--- START ---

use lazy_static::lazy_static;
use std::{collections::HashMap, fmt::Display};

use crate::Span;

lazy_static! {
    pub static ref RESERVED_LOOKUP: HashMap<&'static str, TokenKind> = {
        let mut map = HashMap::new();
        map.insert("declare", TokenKind::Declare);
        map.insert("if", TokenKind::If);
        map.insert("else", TokenKind::Else);
        map.insert("while", TokenKind::While);
        map.insert("do", TokenKind::Do);
        map.insert("true", TokenKind::True);
        map.insert("false", TokenKind::False);
        map
    };
}

#[derive(Debug, PartialEq, Eq, Clone, Copy, Hash)]
pub enum TokenKind {
    EOF,
    Integer,
    Float,
    Identifier,

    OpenBracket,
    CloseBracket,
    OpenCurly,
    CloseCurly,
    OpenParen,
    CloseParen,

    Assignment, // =
    Equals,     // ==
    Not,        // !
    NotEquals,  // !=

    Less,
    LessEquals,
    Greater,
    GreaterEquals,

    Or,
    And,

    Semicolon,
    Colon,
    Question,
    Comma,

    Plus,
    Dash,
    Slash,
    Star,
    Percent,

    // Reserved
    Declare,
    If,
    Else,
    While,
    Do,
    True,
    False,
}

impl Display for TokenKind {
    fn fmt(&self, f: &mut std::fmt::Formatter<'_>) -> std::fmt::Result {
        write!(f, "{:?}", self)
    }
}

#[derive(Debug, Clone)]
pub struct Token {
    pub kind: TokenKind,
    pub value: String,
    pub span: Span,
}

impl Display for Token {
    fn fmt(&self, f: &mut std::fmt::Formatter<'_>) -> std::fmt::Result {
        write!(f, "Token {{\nkind: {},\nvalue: {}}}", self.kind, self.value)
    }
}

impl Token {
    pub fn is_one_of_many(&self, kinds: &[TokenKind]) -> bool {
        kinds.contains(&self.kind)
    }
}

--- END ---

### About this exercise
If a line in the data above includes the string "True", copy it.

### Response to this exercise
        map.insert("true", TokenKind::True);
    True,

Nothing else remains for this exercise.